**The task:**
Restrict the output to the lines below starting at the one that contains "pub async fn use_current_location(&self)" and ending at the one that contains "self.complete(token, Err(Error::LocationUnavailable)).await;", and restate them word for word, both ends included.

**Saved entries:**
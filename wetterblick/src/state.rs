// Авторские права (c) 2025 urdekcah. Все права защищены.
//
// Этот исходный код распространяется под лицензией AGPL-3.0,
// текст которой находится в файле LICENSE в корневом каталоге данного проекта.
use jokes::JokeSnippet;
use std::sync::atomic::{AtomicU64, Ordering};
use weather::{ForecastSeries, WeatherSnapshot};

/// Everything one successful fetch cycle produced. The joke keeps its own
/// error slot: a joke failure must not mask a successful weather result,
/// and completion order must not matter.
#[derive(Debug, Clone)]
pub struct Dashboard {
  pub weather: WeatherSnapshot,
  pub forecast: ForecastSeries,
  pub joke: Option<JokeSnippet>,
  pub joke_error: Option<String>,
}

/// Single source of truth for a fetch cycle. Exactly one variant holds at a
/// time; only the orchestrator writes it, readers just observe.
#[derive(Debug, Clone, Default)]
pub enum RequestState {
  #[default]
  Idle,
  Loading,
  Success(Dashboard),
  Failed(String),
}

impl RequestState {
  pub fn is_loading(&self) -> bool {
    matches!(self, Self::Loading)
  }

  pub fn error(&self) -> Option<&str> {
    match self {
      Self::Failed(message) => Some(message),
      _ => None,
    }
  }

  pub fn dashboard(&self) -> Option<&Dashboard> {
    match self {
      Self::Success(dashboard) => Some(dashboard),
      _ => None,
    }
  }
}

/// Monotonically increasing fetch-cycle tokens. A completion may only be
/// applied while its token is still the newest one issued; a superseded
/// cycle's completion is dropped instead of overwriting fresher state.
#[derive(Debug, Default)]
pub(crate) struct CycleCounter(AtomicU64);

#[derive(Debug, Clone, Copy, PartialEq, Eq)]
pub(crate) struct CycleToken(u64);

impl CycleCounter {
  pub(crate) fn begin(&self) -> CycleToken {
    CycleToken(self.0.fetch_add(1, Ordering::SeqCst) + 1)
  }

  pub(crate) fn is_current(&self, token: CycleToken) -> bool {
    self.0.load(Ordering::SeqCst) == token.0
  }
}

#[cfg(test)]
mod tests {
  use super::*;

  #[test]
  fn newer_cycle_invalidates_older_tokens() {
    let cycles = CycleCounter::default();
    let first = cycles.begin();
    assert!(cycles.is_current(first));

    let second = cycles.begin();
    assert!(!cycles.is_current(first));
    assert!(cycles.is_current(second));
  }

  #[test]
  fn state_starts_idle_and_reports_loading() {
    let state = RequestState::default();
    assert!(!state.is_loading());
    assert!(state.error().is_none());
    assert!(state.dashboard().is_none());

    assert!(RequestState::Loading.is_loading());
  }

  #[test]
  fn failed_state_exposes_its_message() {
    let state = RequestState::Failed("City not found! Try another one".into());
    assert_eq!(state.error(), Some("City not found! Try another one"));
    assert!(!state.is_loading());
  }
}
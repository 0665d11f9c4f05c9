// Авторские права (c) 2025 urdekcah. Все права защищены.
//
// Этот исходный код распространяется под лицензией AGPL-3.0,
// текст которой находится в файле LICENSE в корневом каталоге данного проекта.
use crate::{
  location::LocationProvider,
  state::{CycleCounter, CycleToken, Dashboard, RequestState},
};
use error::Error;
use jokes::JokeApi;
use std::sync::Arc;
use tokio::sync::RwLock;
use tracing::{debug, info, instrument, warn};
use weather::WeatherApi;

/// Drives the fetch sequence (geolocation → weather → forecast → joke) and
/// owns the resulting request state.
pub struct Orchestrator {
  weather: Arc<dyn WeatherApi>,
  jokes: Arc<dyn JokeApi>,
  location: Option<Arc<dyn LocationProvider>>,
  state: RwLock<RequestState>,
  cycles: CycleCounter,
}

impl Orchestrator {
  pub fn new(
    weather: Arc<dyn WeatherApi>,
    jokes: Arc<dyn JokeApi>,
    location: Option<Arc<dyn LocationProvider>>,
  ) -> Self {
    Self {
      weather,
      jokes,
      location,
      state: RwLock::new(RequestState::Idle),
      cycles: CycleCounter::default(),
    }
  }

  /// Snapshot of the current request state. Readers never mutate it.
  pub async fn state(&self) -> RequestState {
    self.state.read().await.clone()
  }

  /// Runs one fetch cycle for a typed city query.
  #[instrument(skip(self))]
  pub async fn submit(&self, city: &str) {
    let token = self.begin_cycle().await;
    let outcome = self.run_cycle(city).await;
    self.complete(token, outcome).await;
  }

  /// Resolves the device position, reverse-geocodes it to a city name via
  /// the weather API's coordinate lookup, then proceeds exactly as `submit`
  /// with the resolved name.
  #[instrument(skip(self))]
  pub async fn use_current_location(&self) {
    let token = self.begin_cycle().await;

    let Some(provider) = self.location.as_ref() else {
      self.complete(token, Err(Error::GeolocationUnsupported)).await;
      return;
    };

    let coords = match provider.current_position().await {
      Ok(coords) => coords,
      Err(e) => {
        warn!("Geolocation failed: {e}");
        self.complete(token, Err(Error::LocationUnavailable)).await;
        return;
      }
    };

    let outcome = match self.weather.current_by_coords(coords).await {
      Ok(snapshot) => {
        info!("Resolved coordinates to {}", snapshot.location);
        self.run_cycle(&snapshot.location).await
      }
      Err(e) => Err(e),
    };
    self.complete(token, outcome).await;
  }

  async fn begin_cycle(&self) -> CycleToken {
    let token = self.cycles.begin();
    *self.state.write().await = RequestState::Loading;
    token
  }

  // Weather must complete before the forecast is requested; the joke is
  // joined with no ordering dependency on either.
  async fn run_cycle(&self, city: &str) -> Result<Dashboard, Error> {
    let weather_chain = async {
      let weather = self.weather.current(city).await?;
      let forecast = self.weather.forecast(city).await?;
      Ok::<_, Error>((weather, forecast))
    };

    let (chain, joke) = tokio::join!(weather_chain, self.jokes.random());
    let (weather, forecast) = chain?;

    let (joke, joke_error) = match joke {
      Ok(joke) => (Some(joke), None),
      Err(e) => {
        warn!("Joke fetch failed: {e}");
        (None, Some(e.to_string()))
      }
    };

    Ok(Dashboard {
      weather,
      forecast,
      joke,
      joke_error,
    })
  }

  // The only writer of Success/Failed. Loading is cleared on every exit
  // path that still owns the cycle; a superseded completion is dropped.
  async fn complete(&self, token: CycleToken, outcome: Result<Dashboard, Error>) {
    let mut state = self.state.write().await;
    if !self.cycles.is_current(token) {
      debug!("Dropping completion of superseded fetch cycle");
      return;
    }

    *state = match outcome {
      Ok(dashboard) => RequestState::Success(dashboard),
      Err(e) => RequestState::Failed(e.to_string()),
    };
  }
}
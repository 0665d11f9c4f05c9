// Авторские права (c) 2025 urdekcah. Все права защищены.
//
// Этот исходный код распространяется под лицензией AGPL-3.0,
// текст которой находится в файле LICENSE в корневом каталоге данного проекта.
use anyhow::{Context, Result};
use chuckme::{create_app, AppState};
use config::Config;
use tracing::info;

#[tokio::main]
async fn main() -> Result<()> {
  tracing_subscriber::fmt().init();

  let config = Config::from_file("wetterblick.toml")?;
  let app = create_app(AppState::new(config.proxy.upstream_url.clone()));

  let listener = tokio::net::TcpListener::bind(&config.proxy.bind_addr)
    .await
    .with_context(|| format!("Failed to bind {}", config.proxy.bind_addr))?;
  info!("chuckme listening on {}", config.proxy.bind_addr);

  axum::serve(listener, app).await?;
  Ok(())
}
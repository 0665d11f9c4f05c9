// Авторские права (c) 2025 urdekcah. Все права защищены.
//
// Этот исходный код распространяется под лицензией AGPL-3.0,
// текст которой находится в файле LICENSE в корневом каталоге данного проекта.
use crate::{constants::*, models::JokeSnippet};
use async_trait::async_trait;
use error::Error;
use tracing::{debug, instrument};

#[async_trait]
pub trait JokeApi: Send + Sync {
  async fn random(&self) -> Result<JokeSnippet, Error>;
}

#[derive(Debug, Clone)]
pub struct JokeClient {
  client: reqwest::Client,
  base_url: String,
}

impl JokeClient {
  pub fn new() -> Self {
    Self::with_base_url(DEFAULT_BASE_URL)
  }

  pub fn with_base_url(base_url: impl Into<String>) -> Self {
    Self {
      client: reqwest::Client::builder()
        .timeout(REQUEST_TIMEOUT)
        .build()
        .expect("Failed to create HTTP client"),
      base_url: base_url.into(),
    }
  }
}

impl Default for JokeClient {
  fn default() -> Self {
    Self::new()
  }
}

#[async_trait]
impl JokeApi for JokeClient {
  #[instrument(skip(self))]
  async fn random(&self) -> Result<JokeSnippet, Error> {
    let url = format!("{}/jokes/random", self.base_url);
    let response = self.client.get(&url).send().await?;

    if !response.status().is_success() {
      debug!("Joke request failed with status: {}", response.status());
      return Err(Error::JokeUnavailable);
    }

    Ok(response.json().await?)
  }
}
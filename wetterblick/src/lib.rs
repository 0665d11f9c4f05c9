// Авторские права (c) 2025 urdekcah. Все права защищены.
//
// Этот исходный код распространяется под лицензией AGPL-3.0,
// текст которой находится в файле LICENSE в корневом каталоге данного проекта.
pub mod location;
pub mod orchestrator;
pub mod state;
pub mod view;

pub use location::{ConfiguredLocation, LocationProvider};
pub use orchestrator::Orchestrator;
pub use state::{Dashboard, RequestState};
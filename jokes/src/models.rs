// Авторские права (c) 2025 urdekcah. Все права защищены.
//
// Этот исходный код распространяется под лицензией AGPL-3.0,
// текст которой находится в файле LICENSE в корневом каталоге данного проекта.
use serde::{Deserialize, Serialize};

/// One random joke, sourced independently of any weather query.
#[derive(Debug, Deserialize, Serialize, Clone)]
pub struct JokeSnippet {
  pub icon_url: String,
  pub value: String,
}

**Task response:**
  pub async fn use_current_location(&self) {
    let token = self.begin_cycle().await;

    let Some(provider) = self.location.as_ref() else {
      self.complete(token, Err(Error::GeolocationUnsupported)).await;
      return;
    };

    let coords = match provider.current_position().await {
      Ok(coords) => coords,
      Err(e) => {
        warn!("Geolocation failed: {e}");
        self.complete(token, Err(Error::LocationUnavailable)).await;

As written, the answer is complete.